Here are 8 simple steps we can take to making better choices for our hearts and preventing heart disease:

  1. Limit Unhealthy Fats and Cholesterols.  Limiting how much saturated and trans fats we eat is an important step to reducing blood cholesterol and lowering the risk of coronary and artery disease.  High blood cholesterol levels can lead to buildups of plaques in arteries which can increase risk of a heart attack or stroke.  Butter, margarines, and shortenings are examples of foods containing a lot of saturated fats.  When you’re looking at the list of ingredients in something take notice is it says “partially hydrogenated” this is a good indicator of trans fat.  The American Heart Association offers these guidelines:
  • Saturated Fats: Less than 7% of total daily calories should be saturated fats or less than 14 g for a 2000 calories-a-day diet.
  • Trans Fats: Less than 1% of total daily calories or 2g for a 2000 calories-a-day diet.
  • Cholesterol: Less than 300 mg a day for healthy adults and less than 200 mg a day for adults with high levels of LDL (bad cholesterol)
  1.  Eat More Fruits and Vegetables. Try planning meals containing a lot of fruits and vegetables, keeps vegetables and fruits chopped in the fridge for easy and convenient snacks or on the counter to remind you to eat them.
  2. Control Portion Size. When portion sizes are too large its easier to consume for fats, calories and cholesterol than you should have.  Most restaurant portions are larger than anyone needs.  Pay attention to the portion sizes suggested for different foods and try to stick to it.  For example a single serving of pasta is about half a cup or a serving of meat is about 2 to 3 ounces.
  3. Select Whole Grains.  Whole grains are a great source of fiber and other nutrients that help regulate blood pressure and promote heart health.
  4. Choose Low-Fat Protein.  Lean meat, poultry, fish, low-fat dairy and egg white are great proteins that are low in fat.
  5. Reduce Sodium.  Sodium can contribute to high blood pressure which is a risk factor for cardiovascular disease.  The Department of Agriculture recommends that healthy adults consume no more than 2,300 mg of sodium a day which is about 1 teaspoon.
  6. Plan Meals Ahead.  Creating daily menus can help you select foods that are better for your health.  Preparing healthy meals takes more planning than many instant or processed foods.
  7. Allow Yourself an Occasional Treat.  Everyone needs a treat sometimes and as long as you’re making healthy choices most of the time a healthy treat now and then won’t hurt anything.

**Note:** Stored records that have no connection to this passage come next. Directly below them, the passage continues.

pub struct CreateSessionRequest {
    pub owner: String,
    pub template_name: String,
    pub required_platform: Option<PlatformKind>,
    pub image: String,
    pub env: Vec<String>,
    pub resources: ResourceRequest,
    pub persistent_home: bool,
}

/// Generates a session identity deterministic in shape from owner +
/// template + a random suffix, e.g. `alice-firefox-browser-a1b2c3`.
fn new_session_identity(owner: &str, template_name: &str) -> String {
    let suffix = Uuid::new_v4().simple().to_string();
    format!("{owner}-{template_name}-{}", &suffix[..6])
}

/// Creates a session: selects an agent, charges quota, writes the row in
/// `pending`, enqueues `start_session`. Returns the created `Session` on
/// success; when no online agents are available the request returns an
/// error and no row is written, since selection happens before the write.
pub async fn create_session(
    store: &dyn Store,
    quota: &dyn QuotaLedger,
    req: CreateSessionRequest,
) -> Result<Session, SessionError> {
    let agent = select_agent(store, req.required_platform).await?;
    quota.charge(&req.owner, req.resources).await?;

    let now = Utc::now();
    let identity = new_session_identity(&req.owner, &req.template_name);
    let session = Session {
        identity: identity.clone(),
        owner: req.owner.clone(),
        template_name: req.template_name.clone(),
        agent_identity: agent.identity.clone(),
        desired_state: DesiredState::Running,
        phase: SessionPhase::Pending,
        cpu_millis: req.resources.cpu_millis,
        memory_bytes: req.resources.memory_bytes,
        persistent_home: req.persistent_home,
        last_activity: now,
        failure_reason: None,
        created_at: now,
        updated_at: now,
    };
    store.insert_session(session.clone()).await?;

    dispatcher::enqueue(
        store,
        NewCommand {
            target_agent: agent.identity,
            payload: CommandPayload::StartSession {
                session_id: identity,
                owner: req.owner,
                template_name: req.template_name,
                image: req.image,
                env: req.env,
                resources: req.resources,
                persistent_home: req.persistent_home,
            },
        },
    )
    .await?;

    Ok(session)
}

/// The event-driven edges of the session phase transition table: which reported
/// phase, from which current phase, advances the session. Two phases
/// (`running`, `hibernated`) are each reachable from two different
/// current phases (`starting`/`waking` and `hibernating` respectively),
/// which is why this can't be a single global "rank" comparison — a
/// `waking → running` event has a numerically lower target than
/// `hibernating → hibernated`, but both are forward progress.
fn allowed_event_transition(current: SessionPhase, reported: SessionPhase) -> bool {
    matches!(
        (current, reported),
        (SessionPhase::Pending, SessionPhase::Starting)
            | (SessionPhase::Pending, SessionPhase::Failed)
            | (SessionPhase::Starting, SessionPhase::Running)
            | (SessionPhase::Starting, SessionPhase::Failed)
            | (SessionPhase::Hibernating, SessionPhase::Hibernated)
            | (SessionPhase::Waking, SessionPhase::Running)
            | (SessionPhase::Terminating, SessionPhase::Terminated)
    )
}

/// Applies an agent-reported `session_event`. Idempotent under
/// reordering: applying the same event twice, or an event that does not
/// match an allowed forward edge from the session's current phase
/// (a late event for a phase already moved past, or a contract
/// violation), is a no-op.
pub async fn apply_agent_event(
    store: &dyn Store,
    quota: &dyn QuotaLedger,
    session_id: &str,
    reported_phase: SessionPhase,
    detail: Option<String>,
) -> Result<(), SessionError> {
    let session = store
        .get_session(session_id)
        .await?
        .ok_or_else(|| SessionError::NotFound(session_id.to_string()))?;

    if session.phase.is_terminal() {
        // No further transition from a terminal phase. Duplicate or
        // late terminal events are simply dropped.
        return Ok(());
    }

    if reported_phase == session.phase {
        // Duplicate of the current phase: already applied, no-op.
        return Ok(());
    }

    if !allowed_event_transition(session.phase, reported_phase) {
        tracing::warn!(
            session = session_id,
            current = ?session.phase,
            reported = ?reported_phase,
            "dropping session_event: not a valid forward transition from the current phase"
        );
        return Ok(());
    }

    let now = Utc::now();
    store
        .update_session_phase(session_id, reported_phase, detail, now)
        .await?;

    if reported_phase.is_terminal() {
        // Release exactly what was charged at CreateSession.
        quota
            .release(
                &session.owner,
                ResourceRequest { cpu_millis: session.cpu_millis, memory_bytes: session.memory_bytes },
            )
            .await;
    }

    Ok(())
}

/// Applies a desired-state write. Rejects a second in-flight
/// desired-state change for a session
/// already mid-transition, so concurrent `hibernate`/`wake` requests
/// resolve to exactly one dispatched command.
///
/// A session leaving `running` (hibernate or terminate) must signal the
/// VNC Proxy to close all of its open tunnels (§4.5's lifecycle tie-in);
/// `waking` a hibernated session never has tunnels to close, since none
/// can have been opened while the session wasn't running.
pub async fn set_desired_state(
    store: &dyn Store,
    vnc: &VncProxy,
    session_id: &str,
    desired: DesiredState,
) -> Result<(), SessionError> {
    let session = store
        .get_session(session_id)
        .await?
        .ok_or_else(|| SessionError::NotFound(session_id.to_string()))?;

    if session.phase.is_terminal() {
        return Err(SessionError::Terminal(session_id.to_string()));
    }

    let (next_phase, payload) = match (session.phase, desired) {
        (SessionPhase::Running, DesiredState::Hibernated) => (
            SessionPhase::Hibernating,
            CommandPayload::HibernateSession { session_id: session_id.to_string() },
        ),
        (SessionPhase::Hibernated, DesiredState::Running) => (
            SessionPhase::Waking,
            CommandPayload::WakeSession { session_id: session_id.to_string() },
        ),
        (_, DesiredState::Terminated) => (
            SessionPhase::Terminating,
            CommandPayload::StopSession { session_id: session_id.to_string() },
        ),
        _ => {
            // A transition is already in flight (e.g. already
            // hibernating, or asking to hibernate while waking); the
            // in-flight one wins, this request is rejected rather than
            // queued twice.
            return Err(SessionError::AlreadyInFlight(session_id.to_string()));
        }
    };

    let now = Utc::now();
    store.update_session_desired_state(session_id, desired, now).await?;
    store.update_session_phase(session_id, next_phase, None, now).await?;
    dispatcher::enqueue(
        store,
        NewCommand { target_agent: session.agent_identity, payload },
    )
    .await?;

    if session.phase == SessionPhase::Running {
        let closed = vnc.close_tunnels_for_session(session_id);
        if !closed.is_empty() {
            tracing::info!(session_id, tunnels = closed.len(), "closed vnc tunnels: session left running");
        }
    }

    Ok(())
}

Here’s a list of some great Heart Healthy Foods:

  • Salmon
  • Flaxseed
  • Oatmeal
  • Black or Kidney Beans
  • Almonds
  • Walnuts
  • Red Wine
  • Tuna
  • Tofu
  • Brown Rice
  • Soy Milk
  • Blueberries
  • Carrots
  • Spinach
  • Broccoli
  • Sweet Potatoes
  • Dark Chocolate (70% or higher in cocoa content)
  • Red Bell Peppers
  • Asparagus
  • Oranges
  • Tomatoes

Any foods rich in omega 3 fatty acids, fiber, and monounsaturated and polyunsaturated fats are going to be great choices for you and your heart.